For collectors today, 1965 cars sit in a sweet spot. Enough were built that you can still find them, but the good ones, numbers-matching, original paint, documented history, are getting scarce fast. Buy the car, not the story. Anyone selling a '65 Hemi car needs to prove every number before you write a check.

Notable 1965s: Ford Mustang 2+2 Fastback K-code Hi-Po 289 Chevrolet Corvette Sting Ray Convertible with L78 396 Pontiac GTO Hardtop with 389 Tri-Power Chevrolet Chevelle SS 396 Z16 Shelby GT350 Fastback Plymouth Belvedere Hemi Super Stock Buick Riviera Gran Sport
1965 in automotive history
  • Chevrolet released the Z16 Chevelle SS 396 as a limited mid-year option, building only 201 units with the 375-horsepower L78 396 engine.
  • Ford's Hi-Po 271-horsepower K-code 289 became the hot engine choice in the Mustang, establishing the pony car as a legitimate performance platform.
  • Chrysler homologated the 426 Street Hemi for production vehicles, offering 425 horsepower and transforming Belvedere and Satellite models into factory race cars.

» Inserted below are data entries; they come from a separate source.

use async_trait::async_trait;
use serde_json::json;
use std::time::Duration;

use crate::notifier::{Notifier, NotifyError, TemplateKind};

/// Posts each notification as JSON to a mail/notification gateway.
pub struct WebhookNotifier {
    client: reqwest::Client,
    url: String,
}

impl WebhookNotifier {
    pub fn new(url: impl Into<String>, timeout: Duration) -> Result<Self, NotifyError> {
        let client = reqwest::Client::builder()
            .timeout(timeout)
            .build()
            .map_err(|e| NotifyError::Delivery(e.to_string()))?;
        Ok(Self {
            client,
            url: url.into(),
        })
    }
}

#[async_trait]
impl Notifier for WebhookNotifier {
    async fn notify(
        &self,
        address: &str,
        kind: TemplateKind,
        payload: serde_json::Value,
    ) -> Result<(), NotifyError> {
        let body = json!({
            "to": address,
            "template": kind,
            "payload": payload,
        });

        let response = self
            .client
            .post(&self.url)
            .json(&body)
            .send()
            .await
            .map_err(|e| {
                if e.is_timeout() {
                    NotifyError::Timeout
                } else {
                    NotifyError::Delivery(e.to_string())
                }
            })?;

        response
            .error_for_status()
            .map(|_| ())
            .map_err(|e| NotifyError::Delivery(e.to_string()))
    }
}
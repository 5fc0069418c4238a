use chrono::NaiveDateTime;
use serde::{Deserialize, Serialize};
use utoipa::ToSchema;

use crate::error::{EngineError, EngineResult};

/// A single GPS fix as reported by the client.
#[derive(Debug, Clone, PartialEq, Serialize, Deserialize, ToSchema)]
pub struct LocationSample {
    #[schema(example = 12.9716)]
    pub latitude: f64,
    #[schema(example = 77.5946)]
    pub longitude: f64,
    /// reported uncertainty radius in meters
    #[schema(example = 15.0)]
    pub accuracy_meters: f64,
    #[schema(example = "2026-01-05T09:05:00", format = "date-time", value_type = String)]
    pub captured_at: NaiveDateTime,
}

impl LocationSample {
    pub fn new(latitude: f64, longitude: f64, accuracy_meters: f64, captured_at: NaiveDateTime) -> Self {
        Self {
            latitude,
            longitude,
            accuracy_meters,
            captured_at,
        }
    }

    pub fn validate(&self) -> EngineResult<()> {
        if !self.latitude.is_finite() || !(-90.0..=90.0).contains(&self.latitude) {
            return Err(EngineError::validation(format!(
                "latitude {} out of range [-90, 90]",
                self.latitude
            )));
        }
        if !self.longitude.is_finite() || !(-180.0..=180.0).contains(&self.longitude) {
            return Err(EngineError::validation(format!(
                "longitude {} out of range [-180, 180]",
                self.longitude
            )));
        }
        if !self.accuracy_meters.is_finite() || self.accuracy_meters < 0.0 {
            return Err(EngineError::validation(
                "accuracy_meters must be a non-negative number",
            ));
        }
        Ok(())
    }
}

/// Office, client site, or any other place an employee is allowed to work from.
#[derive(Debug, Clone, PartialEq, Serialize, Deserialize, ToSchema, sqlx::FromRow)]
pub struct AuthorizedArea {
    #[schema(example = 1)]
    pub id: u64,
    #[schema(example = "Bangalore HQ")]
    pub name: String,
    #[schema(example = 12.9716)]
    pub center_lat: f64,
    #[schema(example = 77.5946)]
    pub center_lon: f64,
    #[schema(example = 100.0)]
    pub radius_meters: f64,
    pub is_active: bool,
}
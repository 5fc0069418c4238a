//! Read-only organizational lookups owned by the HR core system.

pub mod mysql;
pub mod static_file;

use async_trait::async_trait;

use crate::error::EngineResult;
use crate::model::location::AuthorizedArea;

pub use mysql::MySqlDirectory;
pub use static_file::StaticDirectory;

#[cfg_attr(test, mockall::automock)]
#[async_trait]
pub trait Directory: Send + Sync {
    /// Areas the employee may work from (active or not; the resolver filters).
    async fn assigned_areas(&self, employee_id: u64) -> EngineResult<Vec<AuthorizedArea>>;

    async fn manager_of(&self, employee_id: u64) -> EngineResult<Option<u64>>;

    async fn contact_channel(&self, employee_id: u64) -> EngineResult<Option<String>>;

    /// Employees holding an HR or administrative role, for broadcast fallback
    async fn approvers(&self) -> EngineResult<Vec<u64>>;
}
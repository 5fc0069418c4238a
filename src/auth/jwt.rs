use jsonwebtoken::{DecodingKey, Validation, decode};
use serde::{Deserialize, Serialize};

/// Claims of tokens issued by the HR identity service. This service only verifies them.
#[derive(Debug, Serialize, Deserialize)]
pub struct Claims {
    pub user_id: u64,
    pub sub: String,
    pub role: u8, // role id
    pub exp: usize,
    pub jti: String,

    pub token_type: TokenType,
    /// Present only if this user is linked to an employee record
    pub employee_id: Option<u64>,
}

#[derive(Debug, Serialize, Deserialize, PartialEq)]
pub enum TokenType {
    Access,
    Refresh,
}

/// Decodes and validates an access token. Refresh tokens are not accepted for API calls.
pub fn verify_token(token: &str, secret: &str) -> Result<Claims, String> {
    let claims = decode::<Claims>(
        token,
        &DecodingKey::from_secret(secret.as_bytes()),
        &Validation::default(),
    )
    .map(|data| data.claims)
    .map_err(|e| e.to_string())?;

    if claims.token_type != TokenType::Access {
        return Err("refresh tokens cannot be used for API calls".to_string());
    }
    Ok(claims)
}


#[cfg(test)]
mod tests {
    use super::test_tokens::issue;
    use super::*;

    #[test]
    fn test_access_token_round_trip() {
        let token = issue(5, 3, Some(1000), TokenType::Access, "secret");
        let claims = verify_token(&token, "secret").unwrap();
        assert_eq!(claims.user_id, 5);
        assert_eq!(claims.employee_id, Some(1000));
    }

    #[test]
    fn test_refresh_token_and_wrong_secret_rejected() {
        let refresh = issue(5, 3, Some(1000), TokenType::Refresh, "secret");
        assert!(verify_token(&refresh, "secret").is_err());

        let access = issue(5, 3, Some(1000), TokenType::Access, "secret");
        assert!(verify_token(&access, "other").is_err());
    }
}
use crate::auth::auth::AuthUser;
use crate::engine::Engine;
use crate::error::EngineError;
use crate::model::location::LocationSample;
use crate::model::movement::{MovementTrail, NewSiteVisitPoint, SiteVisitPoint, VisitKind};
use actix_web::{HttpResponse, web};
use chrono::{NaiveDate, NaiveDateTime};
use serde::Deserialize;
use utoipa::ToSchema;

#[derive(Deserialize, ToSchema)]
pub struct RecordPointRequest {
    /// defaults to server time
    #[schema(example = "2026-01-05T11:30:00", format = "date-time", value_type = Option<String>)]
    pub timestamp: Option<NaiveDateTime>,
    #[schema(example = 12.9352)]
    pub latitude: f64,
    #[schema(example = 77.6245)]
    pub longitude: f64,
    #[schema(example = 20.0)]
    pub accuracy_meters: f64,
    /// registered site, if any
    #[schema(example = 4)]
    pub site_id: Option<u64>,
    /// free-text name for ad hoc locations
    #[schema(example = "Customer warehouse")]
    pub label: Option<String>,
    pub kind: VisitKind,
}

/* =========================
Record a site visit point
========================= */
#[utoipa::path(
    post,
    path = "/api/movement/points",
    request_body(content = RecordPointRequest, content_type = "application/json"),
    responses(
        (status = 201, description = "Point recorded", body = SiteVisitPoint),
        (status = 400, description = "Invalid coordinates"),
        (status = 401, description = "Unauthorized")
    ),
    security(
        ("bearer_auth" = [])
    ),
    tag = "Movement"
)]
pub async fn record_point(
    auth: AuthUser,
    engine: web::Data<Engine>,
    payload: web::Json<RecordPointRequest>,
) -> Result<HttpResponse, EngineError> {
    let employee_id = auth.require_employee()?;
    let payload = payload.into_inner();
    let timestamp = payload.timestamp.unwrap_or_else(|| engine.now());

    let point = engine
        .trails
        .record_point(NewSiteVisitPoint {
            employee_id,
            timestamp,
            location: LocationSample::new(
                payload.latitude,
                payload.longitude,
                payload.accuracy_meters,
                timestamp,
            ),
            site_id: payload.site_id,
            label: payload.label,
            kind: payload.kind,
        })
        .await?;

    Ok(HttpResponse::Created().json(point))
}

/* =========================
Recompute a day's trail
========================= */
#[utoipa::path(
    post,
    path = "/api/movement/{employee_id}/{date}/recompute",
    params(
        ("employee_id" = u64, Path, description = "Employee id"),
        ("date" = String, Path, description = "Calendar date, YYYY-MM-DD")
    ),
    responses(
        (status = 200, description = "Trail recomputed from stored points and replaced", body = MovementTrail),
        (status = 403, description = "Not allowed to view this employee")
    ),
    security(
        ("bearer_auth" = [])
    ),
    tag = "Movement"
)]
pub async fn recompute_trail(
    auth: AuthUser,
    engine: web::Data<Engine>,
    path: web::Path<(u64, NaiveDate)>,
) -> Result<HttpResponse, EngineError> {
    let (employee_id, date) = path.into_inner();
    auth.require_view_of(employee_id)?;

    let trail = engine.trails.recompute(employee_id, date).await?;
    Ok(HttpResponse::Ok().json(trail))
}

/* =========================
Stored trail
========================= */
#[utoipa::path(
    get,
    path = "/api/movement/{employee_id}/{date}",
    params(
        ("employee_id" = u64, Path, description = "Employee id"),
        ("date" = String, Path, description = "Calendar date, YYYY-MM-DD")
    ),
    responses(
        (status = 200, description = "Last computed trail", body = MovementTrail),
        (status = 403, description = "Not allowed to view this employee"),
        (status = 404, description = "Trail not computed yet")
    ),
    security(
        ("bearer_auth" = [])
    ),
    tag = "Movement"
)]
pub async fn get_trail(
    auth: AuthUser,
    engine: web::Data<Engine>,
    path: web::Path<(u64, NaiveDate)>,
) -> Result<HttpResponse, EngineError> {
    let (employee_id, date) = path.into_inner();
    auth.require_view_of(employee_id)?;

    let trail = engine.trails.get_trail(employee_id, date).await?;
    Ok(HttpResponse::Ok().json(trail))
}
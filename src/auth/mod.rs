pub mod auth;
pub mod jwt;
pub mod middleware;
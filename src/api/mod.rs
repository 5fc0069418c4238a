pub mod attendance;
pub mod attendance_request;
pub mod movement;
pub mod reimbursement;
use crate::auth::auth::AuthUser;
use crate::engine::Engine;
use crate::engine::approval::SubmitRequest;
use crate::error::EngineError;
use crate::model::attendance::CheckMethod;
use crate::model::attendance_request::{AttendanceRequest, Decision};
use crate::model::location::LocationSample;
use actix_web::{HttpResponse, web};
use chrono::{NaiveDate, NaiveDateTime};
use serde::{Deserialize, Serialize};
use utoipa::ToSchema;

#[derive(Deserialize, ToSchema)]
pub struct CreateAttendanceRequest {
    #[schema(example = "2026-01-05", format = "date", value_type = String)]
    pub date: NaiveDate,
    #[schema(example = "2026-01-05T09:05:00", format = "date-time", value_type = String)]
    pub requested_check_in_at: NaiveDateTime,
    #[schema(example = 13.0166)]
    pub latitude: f64,
    #[schema(example = 77.5946)]
    pub longitude: f64,
    #[schema(example = 20.0)]
    pub accuracy_meters: f64,
    pub method: Option<CheckMethod>,
    /// at least 10 characters
    #[schema(example = "Visiting client site for onboarding")]
    pub reason: String,
}

#[derive(Deserialize, ToSchema)]
pub struct DecisionRequest {
    #[schema(example = "approve")]
    pub decision: Decision,
    #[schema(example = "Confirmed with the client")]
    pub comments: Option<String>,
}

#[derive(Serialize, ToSchema)]
pub struct PendingRequestList {
    pub data: Vec<AttendanceRequest>,
    #[schema(example = 1)]
    pub total: usize,
}

/* =========================
Submit attendance request
========================= */
#[utoipa::path(
    post,
    path = "/api/attendance-requests",
    request_body(content = CreateAttendanceRequest, content_type = "application/json"),
    responses(
        (status = 201, description = "Attendance request created", body = AttendanceRequest),
        (status = 400, description = "Reason too short, invalid coordinates, or location already inside an authorized area"),
        (status = 401, description = "Unauthorized"),
        (status = 409, description = "A pending request already exists, or the day is already recorded")
    ),
    security(
        ("bearer_auth" = [])
    ),
    tag = "Attendance Requests"
)]
pub async fn create_request(
    auth: AuthUser,
    engine: web::Data<Engine>,
    payload: web::Json<CreateAttendanceRequest>,
) -> Result<HttpResponse, EngineError> {
    let employee_id = auth.require_employee()?;
    let payload = payload.into_inner();

    let request = engine
        .approvals
        .submit(SubmitRequest {
            employee_id,
            date: payload.date,
            requested_check_in_at: payload.requested_check_in_at,
            sample: LocationSample::new(
                payload.latitude,
                payload.longitude,
                payload.accuracy_meters,
                payload.requested_check_in_at,
            ),
            method: payload.method,
            reason: payload.reason,
        })
        .await?;

    Ok(HttpResponse::Created().json(request))
}

/* =========================
Pending requests for the caller to decide
========================= */
#[utoipa::path(
    get,
    path = "/api/attendance-requests",
    responses(
        (status = 200, description = "Pending requests the caller may decide", body = PendingRequestList),
        (status = 401, description = "Unauthorized"),
        (status = 403, description = "Role cannot review attendance requests")
    ),
    security(
        ("bearer_auth" = [])
    ),
    tag = "Attendance Requests"
)]
pub async fn list_pending(
    auth: AuthUser,
    engine: web::Data<Engine>,
) -> Result<HttpResponse, EngineError> {
    let data = engine.approvals.list_pending_for(&auth.actor()).await?;
    let total = data.len();
    Ok(HttpResponse::Ok().json(PendingRequestList { data, total }))
}

/* =========================
Get one request
========================= */
#[utoipa::path(
    get,
    path = "/api/attendance-requests/{id}",
    params(
        ("id" = u64, Path, description = "Attendance request id")
    ),
    responses(
        (status = 200, description = "Attendance request", body = AttendanceRequest),
        (status = 403, description = "Not allowed to view this request"),
        (status = 404, description = "Unknown request id")
    ),
    security(
        ("bearer_auth" = [])
    ),
    tag = "Attendance Requests"
)]
pub async fn get_request(
    auth: AuthUser,
    engine: web::Data<Engine>,
    path: web::Path<u64>,
) -> Result<HttpResponse, EngineError> {
    let request = engine.approvals.get_request(path.into_inner()).await?;
    auth.require_view_of(request.employee_id)?;
    Ok(HttpResponse::Ok().json(request))
}

/* =========================
Approve / reject (Manager, HR, Admin)
========================= */
#[utoipa::path(
    put,
    path = "/api/attendance-requests/{id}/decision",
    params(
        ("id" = u64, Path, description = "Attendance request id")
    ),
    request_body(content = DecisionRequest, content_type = "application/json"),
    responses(
        (status = 200, description = "Request decided", body = AttendanceRequest),
        (status = 403, description = "Caller may not decide this request"),
        (status = 404, description = "Unknown request id"),
        (status = 409, description = "Request already processed", body = Object, example = json!({
            "message": "conflict: attendance request already processed"
        }))
    ),
    security(
        ("bearer_auth" = [])
    ),
    tag = "Attendance Requests"
)]
pub async fn decide_request(
    auth: AuthUser,
    engine: web::Data<Engine>,
    path: web::Path<u64>,
    payload: web::Json<DecisionRequest>,
) -> Result<HttpResponse, EngineError> {
    let payload = payload.into_inner();
    let decided = engine
        .approvals
        .decide(&auth.actor(), path.into_inner(), payload.decision, payload.comments)
        .await?;
    Ok(HttpResponse::Ok().json(decided))
}
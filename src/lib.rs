pub mod api;
pub mod auth;
pub mod clock;
pub mod config;
pub mod db;
pub mod directory;
pub mod docs;
pub mod engine;
pub mod error;
pub mod model;
pub mod notifier;
pub mod routes;
pub mod store;
pub mod utils;
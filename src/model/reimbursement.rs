use chrono::NaiveDateTime;
use serde::{Deserialize, Serialize};
use strum::{Display, EnumString};
use utoipa::ToSchema;

#[derive(Debug, Clone, Copy, PartialEq, Eq, Serialize, Deserialize, Display, EnumString, ToSchema)]
#[serde(rename_all = "SCREAMING_SNAKE_CASE")]
#[strum(serialize_all = "SCREAMING_SNAKE_CASE")]
pub enum ClaimStatus {
    Pending,
    Approved,
    Rejected,
    Reimbursed,
}

#[derive(Debug, Clone, PartialEq, Serialize, Deserialize, ToSchema)]
pub struct ReimbursementClaim {
    #[schema(example = 10)]
    pub id: u64,
    #[schema(example = 1000)]
    pub employee_id: u64,
    #[schema(example = 1250.0)]
    pub amount: f64,
    pub status: ClaimStatus,
    pub batch_id: Option<u64>,
    #[schema(format = "date-time", value_type = Option<String>)]
    pub reimbursed_at: Option<NaiveDateTime>,
}

impl ReimbursementClaim {
    /// Approved and not linked to any batch.
    pub fn is_batchable(&self) -> bool {
        self.status == ClaimStatus::Approved && self.batch_id.is_none()
    }
}

#[derive(Debug, Clone, Copy, PartialEq, Eq, Serialize, Deserialize, Display, EnumString, ToSchema)]
#[serde(rename_all = "SCREAMING_SNAKE_CASE")]
#[strum(serialize_all = "SCREAMING_SNAKE_CASE")]
pub enum BatchStatus {
    Pending,
    Processing,
    Completed,
    Failed,
}

impl BatchStatus {
    pub fn can_transition_to(self, next: BatchStatus) -> bool {
        matches!(
            (self, next),
            (BatchStatus::Pending, BatchStatus::Processing)
                | (BatchStatus::Processing, BatchStatus::Completed)
                | (BatchStatus::Processing, BatchStatus::Failed)
        )
    }
}

#[derive(Debug, Clone, PartialEq, Serialize, Deserialize, ToSchema)]
pub struct ReimbursementBatch {
    #[schema(example = 1)]
    pub id: u64,
    pub status: BatchStatus,
    #[schema(example = "RB-2026-0001")]
    pub reference_number: Option<String>,
    #[schema(example = 3750.0)]
    pub total_amount: f64,
    pub member_claim_ids: Vec<u64>,
    pub created_by: u64,
    #[schema(format = "date-time", value_type = String)]
    pub created_at: NaiveDateTime,
    #[schema(format = "date-time", value_type = Option<String>)]
    pub processed_at: Option<NaiveDateTime>,
    pub failure_reason: Option<String>,
}
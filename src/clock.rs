use chrono::{Local, NaiveDateTime};
use std::sync::Mutex;

/// Source of "now" for every time-of-day decision in the engine.
pub trait Clock: Send + Sync {
    fn now(&self) -> NaiveDateTime;
}

/// Wall clock in the server's local timezone
pub struct SystemClock;

impl Clock for SystemClock {
    fn now(&self) -> NaiveDateTime {
        Local::now().naive_local()
    }
}

/// Clock pinned to a settable instant, for deterministic tests and replays.
pub struct FixedClock {
    instant: Mutex<NaiveDateTime>,
}

impl FixedClock {
    pub fn new(instant: NaiveDateTime) -> Self {
        Self {
            instant: Mutex::new(instant),
        }
    }

    pub fn set(&self, instant: NaiveDateTime) {
        match self.instant.lock() {
            Ok(mut guard) => *guard = instant,
            Err(poisoned) => *poisoned.into_inner() = instant,
        }
    }
}

impl Clock for FixedClock {
    fn now(&self) -> NaiveDateTime {
        match self.instant.lock() {
            Ok(guard) => *guard,
            Err(poisoned) => *poisoned.into_inner(),
        }
    }
}
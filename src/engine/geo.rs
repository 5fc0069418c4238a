//! Great-circle math on a spherical earth.

pub const EARTH_RADIUS_METERS: f64 = 6_371_000.0;

/// A (latitude, longitude) pair in degrees.
#[derive(Debug, Clone, Copy, PartialEq)]
pub struct GeoPoint {
    pub lat: f64,
    pub lon: f64,
}

impl GeoPoint {
    pub fn new(lat: f64, lon: f64) -> Self {
        Self { lat, lon }
    }
}

/// Haversine distance in meters.
pub fn distance_meters(a: GeoPoint, b: GeoPoint) -> f64 {
    if a == b {
        return 0.0;
    }
    let dlat = (b.lat - a.lat).to_radians();
    let dlon = (b.lon - a.lon).to_radians();
    let lat1 = a.lat.to_radians();
    let lat2 = b.lat.to_radians();

    let h = (dlat / 2.0).sin().powi(2) + lat1.cos() * lat2.cos() * (dlon / 2.0).sin().powi(2);
    // clamp guards asin against h drifting past 1.0 for antipodal points
    let c = 2.0 * h.sqrt().min(1.0).asin();
    EARTH_RADIUS_METERS * c
}

/// Initial bearing from `a` to `b` in degrees, normalized to [0, 360).
pub fn bearing_degrees(a: GeoPoint, b: GeoPoint) -> f64 {
    let lat1 = a.lat.to_radians();
    let lat2 = b.lat.to_radians();
    let dlon = (b.lon - a.lon).to_radians();

    let y = dlon.sin() * lat2.cos();
    let x = lat1.cos() * lat2.sin() - lat1.sin() * lat2.cos() * dlon.cos();
    (y.atan2(x).to_degrees() + 360.0) % 360.0
}

/// Speed in km/h; zero when no time has elapsed so callers never see inf/NaN.
pub fn speed_kmh(distance_meters: f64, duration_seconds: f64) -> f64 {
    if duration_seconds <= 0.0 {
        return 0.0;
    }
    (distance_meters / 1000.0) / (duration_seconds / 3600.0)
}

#[cfg(test)]
mod tests {
    use super::*;

    const BANGALORE: GeoPoint = GeoPoint { lat: 12.9716, lon: 77.5946 };
    const CHENNAI: GeoPoint = GeoPoint { lat: 13.0827, lon: 80.2707 };

    #[test]
    fn test_distance_is_symmetric() {
        let samples = [
            (BANGALORE, CHENNAI),
            (GeoPoint::new(0.0, 0.0), GeoPoint::new(0.0, 179.9)),
            (GeoPoint::new(-33.8688, 151.2093), GeoPoint::new(51.5074, -0.1278)),
            (GeoPoint::new(89.9, 10.0), GeoPoint::new(-89.9, -170.0)),
        ];
        for (a, b) in samples {
            assert_eq!(distance_meters(a, b), distance_meters(b, a));
        }
    }

    #[test]
    fn test_distance_to_self_is_zero() {
        assert_eq!(distance_meters(BANGALORE, BANGALORE), 0.0);
        assert_eq!(distance_meters(CHENNAI, CHENNAI), 0.0);
    }

    #[test]
    fn test_known_distance_bangalore_chennai() {
        // roughly 290 km as the crow flies
        let d = distance_meters(BANGALORE, CHENNAI);
        assert!((d - 290_000.0).abs() < 5_000.0, "got {d}");
    }

    #[test]
    fn test_one_degree_of_latitude() {
        let d = distance_meters(GeoPoint::new(0.0, 0.0), GeoPoint::new(1.0, 0.0));
        let expected = EARTH_RADIUS_METERS * 1.0_f64.to_radians();
        assert!((d - expected).abs() < 1e-6);
    }

    #[test]
    fn test_antipodal_points_do_not_produce_nan() {
        let d = distance_meters(GeoPoint::new(0.0, 0.0), GeoPoint::new(0.0, 180.0));
        assert!(d.is_finite());
        assert!((d - EARTH_RADIUS_METERS * std::f64::consts::PI).abs() < 1.0);
    }

    #[test]
    fn test_speed_kmh() {
        assert_eq!(speed_kmh(3000.0, 60.0), 180.0);
        assert_eq!(speed_kmh(1000.0, 3600.0), 1.0);
        assert_eq!(speed_kmh(500.0, 0.0), 0.0);
        assert_eq!(speed_kmh(500.0, -5.0), 0.0);
    }

    #[test]
    fn test_bearing_due_north_and_east() {
        let origin = GeoPoint::new(0.0, 0.0);
        assert!((bearing_degrees(origin, GeoPoint::new(1.0, 0.0)) - 0.0).abs() < 1e-9);
        assert!((bearing_degrees(origin, GeoPoint::new(0.0, 1.0)) - 90.0).abs() < 1e-9);
    }
}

Market: A documented K-code Mustang fastback runs $50,000 to $80,000 in driver-quality shape, with concours restorations pushing past $120,000. The Z16 Chevelle commands $200,000 and up given its rarity. Matching-numbers documentation and original broadcast sheets move every 1965 muscle car significantly higher.

Buyer's note: On any 1965 Mustang, pull the door tag and confirm the engine code matches the VIN before you look at anything else, because K-code swaps are common and the price difference is enormous.